Divorce can affect every part of your life in Rhode Island, including financial impacts that you may not think of at first. You have to come to an agreement with your spouse about these financial impacts in order to determine your future security. Continue reading for some information that could affect these agreements.
The first financial impact of divorce is the division of property owned by both you and your spouse. There are many methods of property division, including bartering in which you exchange pieces of property for others. You could also sell pieces of property and divide the income that comes from the sales. It is important to determine who will keep your home or if you will sell it.
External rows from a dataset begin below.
impl TerminalHost {
    pub fn new(
        context: Arc<AppContext>,
        input: Box<dyn BufRead + Send>,
        output: Box<dyn Write + Send>,
    ) -> Self {
        Self {
            context,
            state: Mutex::new(HostState {
                next_id: 0,
                showing: Vec::new(),
                databases: HashMap::new(),
                entered: HashMap::new(),
            }),
            input: Mutex::new(input),
            output: Mutex::new(output),
        }
    }

    pub fn stdio(context: Arc<AppContext>) -> Self {
        Self::new(
            context,
            Box::new(io::BufReader::new(io::stdin())),
            Box::new(io::stdout()),
        )
    }

    fn state(&self) -> MutexGuard<'_, HostState> {
        self.state.lock().unwrap_or_else(|e| e.into_inner())
    }

    pub fn say(&self, line: impl Display) {
        let mut out = self.output.lock().unwrap_or_else(|e| e.into_inner());
        if let Err(err) = writeln!(out, "{line}").and_then(|_| out.flush()) {
            warn!("Failed to write to terminal: {err}");
        }
    }

    fn ask(&self, label: impl Display) -> Option<String> {
        {
            let mut out = self.output.lock().unwrap_or_else(|e| e.into_inner());
            if let Err(err) = write!(out, "{label}").and_then(|_| out.flush()) {
                warn!("Failed to write to terminal: {err}");
            }
        }
        self.read_line()
    }

    /// Next input line without its line ending, or `None` at end of input.
    pub fn read_line(&self) -> Option<String> {
        let mut input = self.input.lock().unwrap_or_else(|e| e.into_inner());
        let mut line = String::new();
        match input.read_line(&mut line) {
            Ok(0) => None,
            Ok(_) => Some(line.trim_end_matches(['\r', '\n']).to_string()),
            Err(err) => {
                warn!("Failed to read from terminal: {err}");
                None
            }
        }
    }

    pub fn current(&self) -> Option<ActivityHandle> {
        self.state().showing.first().cloned()
    }

    /// Database behind the focused main activity.
    pub fn current_database(&self) -> Option<Arc<dyn Database>> {
        let state = self.state();
        let activity = state.showing.first()?;
        state.databases.get(&activity.id).cloned()
    }

    pub fn open_databases(&self) -> Vec<Arc<dyn Database>> {
        self.state().databases.values().cloned().collect()
    }

    /// Drops `activity` from the screen and hands back its database, if any.
    pub fn dismiss(&self, activity: &ActivityHandle) -> Option<Arc<dyn Database>> {
        let mut state = self.state();
        state.showing.retain(|a| a.id != activity.id);
        state.databases.remove(&activity.id)
    }

    /// Credentials last typed for `meta`, used when enabling auto-login.
    pub fn entered_credentials(&self, meta: &DatabaseMeta) -> Option<Credentials> {
        self.state().entered.get(meta.url()).cloned()
    }

    /// Prints record changes of `database` while this host is alive.
    pub fn watch(self: &Arc<Self>, database: &Arc<dyn Database>) {
        let host: Weak<TerminalHost> = Arc::downgrade(self);
        database.add_listener(Arc::new(move |event: &ChangeEvent| {
            let Some(host) = host.upgrade() else {
                return;
            };
            match event {
                ChangeEvent::Inserted(record) => host.say(format!("  added {}", describe(record))),
                ChangeEvent::Updated(record) => {
                    host.say(format!("  updated {}", describe(record)))
                }
                ChangeEvent::Removed(id) => host.say(format!("  removed #{id}")),
            }
        }));
    }

    fn push(&self, kind: ActivityKind, meta: Option<DatabaseMeta>) -> ActivityHandle {
        let mut state = self.state();
        state.next_id += 1;
        let activity = ActivityHandle {
            id: state.next_id,
            kind,
            meta,
        };
        state.showing.insert(0, activity.clone());
        activity
    }

    fn render_login(&self, failure: Option<&LaunchFailure>) {
        self.say(format!("== {} ==", messages::text("login.title")));
        if let Some(failure) = failure {
            self.say(messages::text(failure.message_key));
        }
        let (saved, selected) = {
            let login = self.context.login_data();
            (login.saved_databases().to_vec(), login.selected_database_index())
        };
        if saved.is_empty() {
            self.say(messages::text("login.no_saved_databases"));
        }
        for (idx, meta) in saved.iter().enumerate() {
            let marker = if Some(idx) == selected { '>' } else { ' ' };
            self.say(format!("{marker} {} ({})", meta.name(), meta.url()));
        }
        self.say(messages::text("login.hint"));
    }
}

impl ActivityHost for TerminalHost {
    fn showing(&self) -> Vec<ActivityHandle> {
        self.state().showing.clone()
    }

    fn focus(&self, activity: &ActivityHandle) {
        {
            let mut state = self.state();
            let Some(pos) = state.showing.iter().position(|a| a.id == activity.id) else {
                return;
            };
            let focused = state.showing.remove(pos);
            state.showing.insert(0, focused);
        }
        match &activity.meta {
            Some(meta) => self.say(format!("Switched to {}", meta.name())),
            None => self.render_login(None),
        }
    }

    fn show_login(&self, failure: Option<&LaunchFailure>) -> ActivityHandle {
        let existing = self
            .state()
            .showing
            .iter()
            .find(|a| a.kind == ActivityKind::Login)
            .cloned();
        let activity = match existing {
            Some(activity) => {
                let mut state = self.state();
                state.showing.retain(|a| a.id != activity.id);
                state.showing.insert(0, activity.clone());
                activity
            }
            None => self.push(ActivityKind::Login, None),
        };
        self.render_login(failure);
        activity
    }

    fn show_main(&self, database: Arc<dyn Database>) -> ActivityHandle {
        self.state()
            .showing
            .retain(|a| a.kind != ActivityKind::Login);
        let meta = database.meta().clone();
        let activity = self.push(ActivityKind::Main, Some(meta.clone()));
        self.state()
            .databases
            .insert(activity.id, Arc::clone(&database));
        let count = database.records().map(|r| r.len()).unwrap_or_default();
        self.say(format!("== {} == ({count} records)", meta.name()));
        activity
    }

    fn prompt_credentials(&self, request: CredentialRequest<'_>) -> Option<Credentials> {
        let title = if request.quick { "Quick login" } else { "Log in" };
        self.say(format!("{title}: {}", request.meta.name()));
        if let Some(failure) = request.failure {
            self.say(messages::text(failure.message_key));
        }
        self.say("(leave the first field empty to cancel)");
        let mut credentials = Credentials::new();
        for (idx, field) in request.fields.iter().enumerate() {
            let value = self.ask(format!("{}: ", messages::text(&field.label_key)))?;
            if idx == 0 && value.is_empty() {
                debug!(url = %request.meta.url(), "Credential prompt cancelled");
                return None;
            }
            credentials.insert(field.id.clone(), value);
        }
        self.state()
            .entered
            .insert(request.meta.url().to_string(), credentials.clone());
        Some(credentials)
    }

    fn show_error(&self, failure: &LaunchFailure) {
        self.say(format!(
            "error: {} ({})",
            messages::text(failure.message_key),
            failure.detail
        ));
    }
}

fn describe(record: &Record) -> String {
    let mut line = format!("#{} [{}] {}", record.id, record.kind, record.title);
    if !record.authors.is_empty() {
        line.push_str(" by ");
        line.push_str(&record.authors.join(", "));
    }
    line
}

/// Command loop over a [`TerminalHost`].
///
/// Launches run on the background pool; this thread owns the UI queue and
/// blocks on it until the launch result comes back.
pub struct Shell {
    context: Arc<AppContext>,
    host: Arc<TerminalHost>,
    background: Background,
    ui_loop: UiLoop,
    config: AppConfig,
}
The second and more difficult financial impact of divorce is the division of debt. Make sure you have a copy of your credit report before you begin any discussion. Methods for solving the debt include:
- Paying it off now
- Taking on the debt in exchange for other assets
- Splitting the cost of the debts evenly
The financial impacts of your taxes after divorce are some of the most overlooked. Divorce can impact tax deductions, filing status and more depending on the tax laws of your state. You also have to determine who will get certain exemptions when filing taxes after divorce, including exemptions for children.
Retirement funds division
Another complicated financial asset to divide after divorce is your retirement fund. Each type of fund faces its own guidelines regarding division; IRAs, for instance, face an even split for any funds added after the marriage. After you come to an agreement on the division, it is important to determine who will continue to contribute to the accounts.
Making a divorce agreement with a professional’s help
Divorce has many financial impacts associated with it other than the costs of a lawyer. An agreement may come much easier when you are working with an experienced lawyer who understands your needs.